[Opening Provided records section]
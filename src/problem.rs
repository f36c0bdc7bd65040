use serde::{Deserialize, Serialize};

/// Problem facts of an error-shaped response.
///
/// Serializes to the problem-details wire format:
///
/// ```json
/// { "title": "Error", "status": 400, "detail": "An error occurred during the operation." }
/// ```
#[derive(Debug, Clone, PartialEq, Eq, Serialize, Deserialize)]
pub struct Problem {
    /// Short, human readable summary.
    pub title: String,

    /// HTTP status code.
    pub status: u16,

    /// Human readable explanation.
    #[serde(rename = "detail")]
    pub description: String,
}

impl Problem {
    pub fn new<T, D>(title: T, status: u16, description: D) -> Self
    where
        T: Into<String>,
        D: Into<String>,
    {
        Self {
            title: title.into(),
            status,
            description: description.into(),
        }
    }
}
[Closing Provided records section]
The line containing "pub fn new<T, D>(title: T, status: u16, description: D)" marks the start; retype it and each line after it through the end of the records above, exactly.

# Reply:
    pub fn new<T, D>(title: T, status: u16, description: D) -> Self
    where
        T: Into<String>,
        D: Into<String>,
    {
        Self {
            title: title.into(),
            status,
            description: description.into(),
        }
    }
}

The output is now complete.